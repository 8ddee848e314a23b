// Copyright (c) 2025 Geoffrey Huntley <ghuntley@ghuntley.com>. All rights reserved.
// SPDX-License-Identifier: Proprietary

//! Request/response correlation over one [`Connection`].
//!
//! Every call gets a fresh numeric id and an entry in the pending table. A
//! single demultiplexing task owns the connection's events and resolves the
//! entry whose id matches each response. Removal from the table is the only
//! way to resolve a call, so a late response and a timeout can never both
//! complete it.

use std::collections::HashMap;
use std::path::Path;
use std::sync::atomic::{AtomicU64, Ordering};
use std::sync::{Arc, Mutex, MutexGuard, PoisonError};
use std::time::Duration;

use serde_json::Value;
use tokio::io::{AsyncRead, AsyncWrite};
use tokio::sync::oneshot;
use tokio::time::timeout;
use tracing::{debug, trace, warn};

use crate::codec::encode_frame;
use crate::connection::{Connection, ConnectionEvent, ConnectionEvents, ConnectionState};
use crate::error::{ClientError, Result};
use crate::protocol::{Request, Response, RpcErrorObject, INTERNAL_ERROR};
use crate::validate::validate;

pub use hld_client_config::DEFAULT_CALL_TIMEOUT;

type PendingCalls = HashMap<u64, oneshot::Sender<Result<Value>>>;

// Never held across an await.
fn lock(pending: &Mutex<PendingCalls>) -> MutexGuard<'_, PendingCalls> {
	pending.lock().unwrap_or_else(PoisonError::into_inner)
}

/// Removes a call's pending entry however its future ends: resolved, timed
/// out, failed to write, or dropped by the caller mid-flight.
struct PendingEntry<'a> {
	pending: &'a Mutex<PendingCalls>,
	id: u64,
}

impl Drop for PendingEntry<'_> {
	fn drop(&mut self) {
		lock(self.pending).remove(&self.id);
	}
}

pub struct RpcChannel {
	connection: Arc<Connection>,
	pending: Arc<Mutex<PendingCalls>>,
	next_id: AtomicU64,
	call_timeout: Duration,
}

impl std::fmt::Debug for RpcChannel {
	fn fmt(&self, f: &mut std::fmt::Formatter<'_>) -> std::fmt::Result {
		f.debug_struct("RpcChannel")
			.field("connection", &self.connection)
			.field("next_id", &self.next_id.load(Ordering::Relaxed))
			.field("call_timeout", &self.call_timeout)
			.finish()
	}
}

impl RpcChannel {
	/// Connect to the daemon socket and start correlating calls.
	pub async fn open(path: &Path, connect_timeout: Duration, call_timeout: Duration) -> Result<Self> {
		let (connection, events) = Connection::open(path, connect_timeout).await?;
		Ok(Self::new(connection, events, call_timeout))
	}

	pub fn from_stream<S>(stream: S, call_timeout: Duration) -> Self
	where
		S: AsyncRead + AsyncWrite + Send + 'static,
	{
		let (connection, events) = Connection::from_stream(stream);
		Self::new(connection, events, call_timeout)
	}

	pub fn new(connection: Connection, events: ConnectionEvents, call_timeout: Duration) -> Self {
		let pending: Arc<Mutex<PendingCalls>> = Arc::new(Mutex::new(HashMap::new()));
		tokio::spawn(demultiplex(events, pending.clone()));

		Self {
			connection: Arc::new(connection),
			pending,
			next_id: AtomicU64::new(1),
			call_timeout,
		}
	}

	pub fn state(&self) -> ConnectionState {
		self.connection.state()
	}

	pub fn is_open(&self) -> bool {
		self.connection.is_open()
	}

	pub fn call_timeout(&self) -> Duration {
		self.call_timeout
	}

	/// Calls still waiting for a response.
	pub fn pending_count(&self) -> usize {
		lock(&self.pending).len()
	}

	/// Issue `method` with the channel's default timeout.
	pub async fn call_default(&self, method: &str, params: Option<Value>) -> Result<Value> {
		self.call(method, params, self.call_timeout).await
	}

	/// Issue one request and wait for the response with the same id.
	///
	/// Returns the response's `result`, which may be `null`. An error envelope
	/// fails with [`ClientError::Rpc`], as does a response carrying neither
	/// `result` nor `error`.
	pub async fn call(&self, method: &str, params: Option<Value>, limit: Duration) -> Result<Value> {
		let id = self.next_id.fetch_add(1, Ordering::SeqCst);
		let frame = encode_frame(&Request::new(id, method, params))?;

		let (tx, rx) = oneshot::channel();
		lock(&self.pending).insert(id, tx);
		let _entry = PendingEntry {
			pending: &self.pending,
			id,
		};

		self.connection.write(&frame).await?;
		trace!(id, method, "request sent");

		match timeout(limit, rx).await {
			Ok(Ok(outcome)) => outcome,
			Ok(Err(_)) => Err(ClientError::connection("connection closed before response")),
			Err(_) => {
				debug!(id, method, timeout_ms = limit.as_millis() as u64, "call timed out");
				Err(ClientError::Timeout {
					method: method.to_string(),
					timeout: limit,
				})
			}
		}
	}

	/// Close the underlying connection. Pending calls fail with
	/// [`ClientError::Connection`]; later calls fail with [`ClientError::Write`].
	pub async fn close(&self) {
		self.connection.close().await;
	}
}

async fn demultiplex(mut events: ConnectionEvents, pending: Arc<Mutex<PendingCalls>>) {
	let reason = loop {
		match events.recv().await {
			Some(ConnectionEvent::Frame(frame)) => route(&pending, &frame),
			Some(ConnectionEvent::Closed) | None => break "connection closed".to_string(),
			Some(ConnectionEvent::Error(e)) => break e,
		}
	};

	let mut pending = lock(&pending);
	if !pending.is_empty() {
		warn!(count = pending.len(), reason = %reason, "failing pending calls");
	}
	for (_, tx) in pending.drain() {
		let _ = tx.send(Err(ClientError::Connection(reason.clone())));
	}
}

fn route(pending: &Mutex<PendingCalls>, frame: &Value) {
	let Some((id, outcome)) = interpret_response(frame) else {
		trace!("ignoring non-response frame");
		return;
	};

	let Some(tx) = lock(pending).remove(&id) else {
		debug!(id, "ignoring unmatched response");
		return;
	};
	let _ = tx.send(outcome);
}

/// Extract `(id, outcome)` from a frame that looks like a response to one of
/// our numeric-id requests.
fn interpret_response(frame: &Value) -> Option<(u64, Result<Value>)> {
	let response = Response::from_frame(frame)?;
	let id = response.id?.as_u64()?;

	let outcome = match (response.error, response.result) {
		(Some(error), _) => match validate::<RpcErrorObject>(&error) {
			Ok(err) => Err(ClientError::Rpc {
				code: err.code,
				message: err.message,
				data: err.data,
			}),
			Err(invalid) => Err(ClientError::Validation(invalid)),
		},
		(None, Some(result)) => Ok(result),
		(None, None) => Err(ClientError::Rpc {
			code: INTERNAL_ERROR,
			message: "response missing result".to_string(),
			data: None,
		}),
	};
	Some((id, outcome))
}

_ _ _ _ _

(EXERCISE GOAL):
Above are some records; extract every one of them exactly.

(EXERCISE ANSWER):
repository 8ddee848e314a23b
// Copyright (c) 2025 Geoffrey Huntley <ghuntley@ghuntley.com>. All rights reserved.
// SPDX-License-Identifier: Proprietary

//! Request/response correlation over one [`Connection`].
//!
//! Every call gets a fresh numeric id and an entry in the pending table. A
//! single demultiplexing task owns the connection's events and resolves the
//! entry whose id matches each response. Removal from the table is the only
//! way to resolve a call, so a late response and a timeout can never both
//! complete it.

use std::collections::HashMap;
use std::path::Path;
use std::sync::atomic::{AtomicU64, Ordering};
use std::sync::{Arc, Mutex, MutexGuard, PoisonError};
use std::time::Duration;

use serde_json::Value;
use tokio::io::{AsyncRead, AsyncWrite};
use tokio::sync::oneshot;
use tokio::time::timeout;
use tracing::{debug, trace, warn};

use crate::codec::encode_frame;
use crate::connection::{Connection, ConnectionEvent, ConnectionEvents, ConnectionState};
use crate::error::{ClientError, Result};
use crate::protocol::{Request, Response, RpcErrorObject, INTERNAL_ERROR};
use crate::validate::validate;

pub use hld_client_config::DEFAULT_CALL_TIMEOUT;

type PendingCalls = HashMap<u64, oneshot::Sender<Result<Value>>>;

// Never held across an await.
fn lock(pending: &Mutex<PendingCalls>) -> MutexGuard<'_, PendingCalls> {
	pending.lock().unwrap_or_else(PoisonError::into_inner)
}

/// Removes a call's pending entry however its future ends: resolved, timed
/// out, failed to write, or dropped by the caller mid-flight.
struct PendingEntry<'a> {
	pending: &'a Mutex<PendingCalls>,
	id: u64,
}

impl Drop for PendingEntry<'_> {
	fn drop(&mut self) {
		lock(self.pending).remove(&self.id);
	}
}

pub struct RpcChannel {
	connection: Arc<Connection>,
	pending: Arc<Mutex<PendingCalls>>,
	next_id: AtomicU64,
	call_timeout: Duration,
}

impl std::fmt::Debug for RpcChannel {
	fn fmt(&self, f: &mut std::fmt::Formatter<'_>) -> std::fmt::Result {
		f.debug_struct("RpcChannel")
			.field("connection", &self.connection)
			.field("next_id", &self.next_id.load(Ordering::Relaxed))
			.field("call_timeout", &self.call_timeout)
			.finish()
	}
}

impl RpcChannel {
	/// Connect to the daemon socket and start correlating calls.
	pub async fn open(path: &Path, connect_timeout: Duration, call_timeout: Duration) -> Result<Self> {
		let (connection, events) = Connection::open(path, connect_timeout).await?;
		Ok(Self::new(connection, events, call_timeout))
	}

	pub fn from_stream<S>(stream: S, call_timeout: Duration) -> Self
	where
		S: AsyncRead + AsyncWrite + Send + 'static,
	{
		let (connection, events) = Connection::from_stream(stream);
		Self::new(connection, events, call_timeout)
	}

	pub fn new(connection: Connection, events: ConnectionEvents, call_timeout: Duration) -> Self {
		let pending: Arc<Mutex<PendingCalls>> = Arc::new(Mutex::new(HashMap::new()));
		tokio::spawn(demultiplex(events, pending.clone()));

		Self {
			connection: Arc::new(connection),
			pending,
			next_id: AtomicU64::new(1),
			call_timeout,
		}
	}

	pub fn state(&self) -> ConnectionState {
		self.connection.state()
	}

	pub fn is_open(&self) -> bool {
		self.connection.is_open()
	}

	pub fn call_timeout(&self) -> Duration {
		self.call_timeout
	}

	/// Calls still waiting for a response.
	pub fn pending_count(&self) -> usize {
		lock(&self.pending).len()
	}

	/// Issue `method` with the channel's default timeout.
	pub async fn call_default(&self, method: &str, params: Option<Value>) -> Result<Value> {
		self.call(method, params, self.call_timeout).await
	}

	/// Issue one request and wait for the response with the same id.
	///
	/// Returns the response's `result`, which may be `null`. An error envelope
	/// fails with [`ClientError::Rpc`], as does a response carrying neither
	/// `result` nor `error`.
	pub async fn call(&self, method: &str, params: Option<Value>, limit: Duration) -> Result<Value> {
		let id = self.next_id.fetch_add(1, Ordering::SeqCst);
		let frame = encode_frame(&Request::new(id, method, params))?;

		let (tx, rx) = oneshot::channel();
		lock(&self.pending).insert(id, tx);
		let _entry = PendingEntry {
			pending: &self.pending,
			id,
		};

		self.connection.write(&frame).await?;
		trace!(id, method, "request sent");

		match timeout(limit, rx).await {
			Ok(Ok(outcome)) => outcome,
			Ok(Err(_)) => Err(ClientError::connection("connection closed before response")),
			Err(_) => {
				debug!(id, method, timeout_ms = limit.as_millis() as u64, "call timed out");
				Err(ClientError::Timeout {
					method: method.to_string(),
					timeout: limit,
				})
			}
		}
	}

	/// Close the underlying connection. Pending calls fail with
	/// [`ClientError::Connection`]; later calls fail with [`ClientError::Write`].
	pub async fn close(&self) {
		self.connection.close().await;
	}
}

async fn demultiplex(mut events: ConnectionEvents, pending: Arc<Mutex<PendingCalls>>) {
	let reason = loop {
		match events.recv().await {
			Some(ConnectionEvent::Frame(frame)) => route(&pending, &frame),
			Some(ConnectionEvent::Closed) | None => break "connection closed".to_string(),
			Some(ConnectionEvent::Error(e)) => break e,
		}
	};

	let mut pending = lock(&pending);
	if !pending.is_empty() {
		warn!(count = pending.len(), reason = %reason, "failing pending calls");
	}
	for (_, tx) in pending.drain() {
		let _ = tx.send(Err(ClientError::Connection(reason.clone())));
	}
}

fn route(pending: &Mutex<PendingCalls>, frame: &Value) {
	let Some((id, outcome)) = interpret_response(frame) else {
		trace!("ignoring non-response frame");
		return;
	};

	let Some(tx) = lock(pending).remove(&id) else {
		debug!(id, "ignoring unmatched response");
		return;
	};
	let _ = tx.send(outcome);
}

/// Extract `(id, outcome)` from a frame that looks like a response to one of
/// our numeric-id requests.
fn interpret_response(frame: &Value) -> Option<(u64, Result<Value>)> {
	let response = Response::from_frame(frame)?;
	let id = response.id?.as_u64()?;

	let outcome = match (response.error, response.result) {
		(Some(error), _) => match validate::<RpcErrorObject>(&error) {
			Ok(err) => Err(ClientError::Rpc {
				code: err.code,
				message: err.message,
				data: err.data,
			}),
			Err(invalid) => Err(ClientError::Validation(invalid)),
		},
		(None, Some(result)) => Ok(result),
		(None, None) => Err(ClientError::Rpc {
			code: INTERNAL_ERROR,
			message: "response missing result".to_string(),
			data: None,
		}),
	};
	Some((id, outcome))
}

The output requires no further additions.